TASK INPUTS below:
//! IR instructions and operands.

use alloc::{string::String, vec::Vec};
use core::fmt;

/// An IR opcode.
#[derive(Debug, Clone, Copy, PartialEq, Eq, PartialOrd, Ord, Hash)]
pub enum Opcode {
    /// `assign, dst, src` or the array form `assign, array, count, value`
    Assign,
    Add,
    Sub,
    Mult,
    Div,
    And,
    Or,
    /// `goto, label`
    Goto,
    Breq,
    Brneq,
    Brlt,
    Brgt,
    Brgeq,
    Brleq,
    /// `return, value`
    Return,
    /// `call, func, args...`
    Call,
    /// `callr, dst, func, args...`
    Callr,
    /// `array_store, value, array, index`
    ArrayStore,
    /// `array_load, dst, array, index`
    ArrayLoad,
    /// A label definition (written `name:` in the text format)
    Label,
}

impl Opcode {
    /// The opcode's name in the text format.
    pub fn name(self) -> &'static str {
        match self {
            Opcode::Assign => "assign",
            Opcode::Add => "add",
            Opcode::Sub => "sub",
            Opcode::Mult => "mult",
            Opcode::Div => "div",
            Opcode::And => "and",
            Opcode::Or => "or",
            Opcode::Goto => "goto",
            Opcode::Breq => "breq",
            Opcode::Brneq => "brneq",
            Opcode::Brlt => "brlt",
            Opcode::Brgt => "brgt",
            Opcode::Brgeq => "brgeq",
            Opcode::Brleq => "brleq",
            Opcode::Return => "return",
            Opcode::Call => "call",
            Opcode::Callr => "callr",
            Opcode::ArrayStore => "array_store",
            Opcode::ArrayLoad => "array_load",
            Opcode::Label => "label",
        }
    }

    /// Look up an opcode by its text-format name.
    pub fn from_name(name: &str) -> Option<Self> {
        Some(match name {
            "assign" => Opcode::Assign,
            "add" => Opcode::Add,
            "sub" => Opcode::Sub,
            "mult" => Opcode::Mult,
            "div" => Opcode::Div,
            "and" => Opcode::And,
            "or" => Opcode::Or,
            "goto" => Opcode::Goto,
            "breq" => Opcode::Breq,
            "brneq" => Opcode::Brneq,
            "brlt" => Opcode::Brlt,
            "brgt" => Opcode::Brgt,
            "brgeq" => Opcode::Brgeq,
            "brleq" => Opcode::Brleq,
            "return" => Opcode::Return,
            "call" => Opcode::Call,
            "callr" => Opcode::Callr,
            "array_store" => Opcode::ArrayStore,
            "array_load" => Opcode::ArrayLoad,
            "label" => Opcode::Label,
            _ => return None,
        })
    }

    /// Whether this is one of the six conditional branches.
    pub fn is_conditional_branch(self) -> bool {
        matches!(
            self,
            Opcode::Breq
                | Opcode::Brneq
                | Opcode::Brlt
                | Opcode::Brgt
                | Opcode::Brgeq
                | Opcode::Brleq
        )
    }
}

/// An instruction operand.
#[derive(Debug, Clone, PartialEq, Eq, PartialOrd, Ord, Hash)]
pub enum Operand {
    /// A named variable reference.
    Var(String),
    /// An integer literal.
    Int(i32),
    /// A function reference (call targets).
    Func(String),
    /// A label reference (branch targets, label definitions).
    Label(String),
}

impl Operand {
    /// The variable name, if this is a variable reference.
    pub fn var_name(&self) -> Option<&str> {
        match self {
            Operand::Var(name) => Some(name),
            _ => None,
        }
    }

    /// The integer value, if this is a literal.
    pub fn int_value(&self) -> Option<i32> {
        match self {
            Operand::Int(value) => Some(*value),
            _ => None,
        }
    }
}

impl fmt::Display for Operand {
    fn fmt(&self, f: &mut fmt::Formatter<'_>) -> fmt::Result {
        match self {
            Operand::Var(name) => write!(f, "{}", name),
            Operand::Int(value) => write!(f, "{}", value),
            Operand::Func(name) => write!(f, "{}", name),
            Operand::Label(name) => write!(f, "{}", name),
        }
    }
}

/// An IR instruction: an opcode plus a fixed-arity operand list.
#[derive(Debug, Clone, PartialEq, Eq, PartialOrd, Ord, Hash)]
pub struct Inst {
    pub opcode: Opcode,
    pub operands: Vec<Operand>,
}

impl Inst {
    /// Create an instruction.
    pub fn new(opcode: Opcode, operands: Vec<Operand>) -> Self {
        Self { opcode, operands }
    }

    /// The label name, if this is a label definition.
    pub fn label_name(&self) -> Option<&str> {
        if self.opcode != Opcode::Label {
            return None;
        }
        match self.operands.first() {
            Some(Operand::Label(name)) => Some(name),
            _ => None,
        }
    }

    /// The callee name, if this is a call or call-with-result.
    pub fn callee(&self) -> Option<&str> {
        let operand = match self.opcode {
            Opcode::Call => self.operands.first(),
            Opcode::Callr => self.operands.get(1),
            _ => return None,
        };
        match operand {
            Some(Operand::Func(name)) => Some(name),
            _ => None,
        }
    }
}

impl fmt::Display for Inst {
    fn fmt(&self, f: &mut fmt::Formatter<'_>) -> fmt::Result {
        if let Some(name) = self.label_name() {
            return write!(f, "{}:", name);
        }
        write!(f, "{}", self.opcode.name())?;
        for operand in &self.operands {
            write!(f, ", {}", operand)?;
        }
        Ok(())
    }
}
End of TASK INPUTS.
> _EXERCISE PROMPT_
Across the listing above, count the lines that include "Brgeq" and give the figure with no other words.

> _WRITTEN RESPONSE_
4